I wouldn’t suggest snooping but being at hers might give you an idea of what sort of person she is.

GlassBunion · 24/02/2023 16:25

This situation doesn't sit well with me.

I'd not be looking after someone else's child if I'd not even met them.

That your son has MH issues is another alarm bell in this scenario. It's wrong on so many levels.

TaunterOfWomenInGeneralSaysSayonarastu · 24/02/2023 16:30

girlfriend44 · 24/02/2023 14:28

how judgemental towards her.
probably be nice if her partners mother was nice to her seeing as she hasnt got any family round.
Win all round. Crap and unsupportive parenting otherwise.
upset your son due to your disagree with the gf.

I reserve the right to judge any parent who is happy to palm their young DC off on a stranger.

I reserve the right to judge a 23 year old for shagging a teenager.

I also reserve the right to judge you for your ridiculous #BeKind bullshit.
It's not OP's responsibility to become an unpaid childminder to her son's g/f, just because the g/f's own mother won't do it either.

Your internalised misogyny is laid embarrassingly bare with your nonsense about "win all round"? It's not a "win" for OP, who doesn't want to do it, is it?
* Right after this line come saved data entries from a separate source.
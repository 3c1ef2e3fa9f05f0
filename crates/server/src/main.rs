// crates/server/src/main.rs
//! Inbox-sync server binary.

use std::net::SocketAddr;

use anyhow::Result;
use clap::Parser;
use inbox_sync_server::{create_app, init_metrics, AppState, Config};
use tracing::info;
use tracing_subscriber::EnvFilter;

#[tokio::main]
async fn main() -> Result<()> {
    tracing_subscriber::fmt()
        .with_env_filter(
            EnvFilter::try_from_default_env().unwrap_or_else(|_| "warn,inbox_sync=info".into()),
        )
        .init();

    let config = Config::parse();
    init_metrics();

    let state = AppState::from_config(&config).await?;
    let app = create_app(state);

    let addr = SocketAddr::from(([127, 0, 0, 1], config.port));
    let listener = tokio::net::TcpListener::bind(addr).await?;
    info!("inbox-sync v{} listening on {addr}", env!("CARGO_PKG_VERSION"));

    axum::serve(listener, app)
        .with_graceful_shutdown(shutdown_signal())
        .await?;

    Ok(())
}

/// Resolves on Ctrl-C. Running workers are detached and keep going.
async fn shutdown_signal() {
    if let Err(e) = tokio::signal::ctrl_c().await {
        tracing::warn!(error = %e, "Failed to listen for shutdown signal");
        std::future::pending::<()>().await;
    }
    info!("Shutting down");
}
//! Read-only status views for polling clients.
//!
//! "Running" always comes from the lock, never from the stored status: a
//! worker that crashed without writing a terminal status leaves its record
//! at `running` forever, and only the lock going stale reclassifies it.

use chrono::{DateTime, Utc};
use serde::Serialize;

use crate::error::StoreError;
use crate::job_state::{GlobalJobState, GlobalProgress, JobErrorEntry, JobStateStore, SingleJobState};
use crate::lock::{LockInspection, LockManager};
use crate::types::SyncKind;

/// Status label reported when no record applies.
pub const IDLE: &str = "idle";

#[derive(Debug, Clone, PartialEq, Serialize)]
#[serde(rename_all = "camelCase")]
pub struct GlobalSyncView {
    pub is_running: bool,
    pub status: &'static str,
    pub job_id: Option<String>,
    pub started_at: Option<DateTime<Utc>>,
    pub progress: GlobalProgress,
    pub current_conversation_id: Option<String>,
    pub last_completed_at: Option<DateTime<Utc>>,
    /// Seconds between start and completion of the last finished run.
    pub last_duration: Option<i64>,
    pub cancelled_at: Option<DateTime<Utc>>,
    pub exit_code: Option<i32>,
    pub errors: Vec<JobErrorEntry>,
}

impl GlobalSyncView {
    fn build(state: Option<GlobalJobState>, is_running: bool) -> Self {
        let Some(state) = state else {
            return Self {
                is_running,
                status: IDLE,
                job_id: None,
                started_at: None,
                progress: GlobalProgress::default(),
                current_conversation_id: None,
                last_completed_at: None,
                last_duration: None,
                cancelled_at: None,
                exit_code: None,
                errors: Vec::new(),
            };
        };
        let last_duration = state
            .completed_at
            .map(|done| done.signed_duration_since(state.started_at).num_seconds());
        Self {
            is_running,
            status: state.status.as_str(),
            job_id: Some(state.job_id),
            started_at: Some(state.started_at),
            progress: state.progress,
            current_conversation_id: state.current_item,
            last_completed_at: state.completed_at,
            last_duration,
            cancelled_at: state.cancelled_at,
            exit_code: state.exit_code,
            errors: state.errors,
        }
    }
}

#[derive(Debug, Clone, PartialEq, Serialize)]
#[serde(rename_all = "camelCase")]
pub struct SingleSyncView {
    pub is_running: bool,
    pub status: &'static str,
    pub conversation_id: Option<String>,
    pub job_id: Option<String>,
    pub started_at: Option<DateTime<Utc>>,
    pub completed_at: Option<DateTime<Utc>>,
    pub messages_synced: u64,
    pub error: Option<String>,
}

impl SingleSyncView {
    fn build(state: Option<SingleJobState>, is_running: bool) -> Self {
        match state {
            Some(state) => Self {
                is_running,
                status: state.status.as_str(),
                conversation_id: Some(state.conversation_id),
                job_id: Some(state.job_id),
                started_at: Some(state.started_at),
                completed_at: state.completed_at,
                messages_synced: state.messages_synced,
                error: state.error,
            },
            None => Self {
                is_running,
                status: IDLE,
                conversation_id: None,
                job_id: None,
                started_at: None,
                completed_at: None,
                messages_synced: 0,
                error: None,
            },
        }
    }
}

/// Combined view of both job kinds.
#[derive(Debug, Clone, PartialEq, Serialize)]
#[serde(rename_all = "camelCase")]
pub struct SyncStatus {
    #[serde(rename = "globalSync")]
    pub global: GlobalSyncView,
    #[serde(rename = "singleSync")]
    pub single: SingleSyncView,
    /// Both flags are false while a live lock of either kind exists.
    #[serde(rename = "canStartGlobalSync")]
    pub can_start_global: bool,
    #[serde(rename = "canStartSingleSync")]
    pub can_start_single: bool,
}

/// Aggregates lock and job records. Never blocks on a job, never writes.
#[derive(Clone)]
pub struct StatusAggregator {
    locks: LockManager,
    jobs: JobStateStore,
}

impl StatusAggregator {
    pub fn new(locks: LockManager, jobs: JobStateStore) -> Self {
        Self { locks, jobs }
    }

    pub async fn status(&self) -> Result<SyncStatus, StoreError> {
        let inspection = self.locks.inspect().await?;
        let global = self.jobs.read::<GlobalJobState>().await?;
        let single = self.jobs.read::<SingleJobState>().await?;
        Ok(Self::combine(&inspection, global, single))
    }

    fn combine(
        inspection: &LockInspection,
        global: Option<GlobalJobState>,
        single: Option<SingleJobState>,
    ) -> SyncStatus {
        let free = !inspection.locked();
        SyncStatus {
            global: GlobalSyncView::build(global, inspection.is_held_by(SyncKind::Global)),
            single: SingleSyncView::build(single, inspection.is_held_by(SyncKind::Single)),
            can_start_global: free,
            can_start_single: free,
        }
    }

    /// Status of one conversation: its last or current single sync, or idle
    /// if the stored record is for a different conversation.
    pub async fn conversation(&self, conversation_id: &str) -> Result<SingleSyncView, StoreError> {
        let inspection = self.locks.inspect().await?;
        let is_running = inspection.record().is_some_and(|r| {
            r.kind == SyncKind::Single && r.conversation_id.as_deref() == Some(conversation_id)
        });
        let state = self
            .jobs
            .read::<SingleJobState>()
            .await?
            .filter(|s| s.conversation_id == conversation_id);
        let mut view = SingleSyncView::build(state, is_running);
        view.conversation_id = Some(conversation_id.to_string());
        Ok(view)
    }
}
It's not unsupportive parenting to take on 2 DC who have never met you, so your teen son can go & shag his g/f. I cringed for you, reading that. Good parents know how & when to say no. If you think going along with whatever your children want because it would "probably be nice" all you are doing is raising the next generation of entitled brats.

It's gobsmacking that a 17 year old child has just informed his mother that she ought to step into a childcare role because he reckons she's "not doing anything else". Makes me wonder what kind of a role model OP's H or partner is.

Iyjd · 24/02/2023 16:32

Reugny · 24/02/2023 14:31

There is a bigger age gap between a 17 year old and a 23 year old than say a 25 year old and 32 year old, and say a 58 year old and 66 year old.

If you can't see this then you are very young yourself.

Absolutely! When I was 17 I was in my first year of 6 form. When I was 23 I was a qualified teacher with 17 year olds in my class.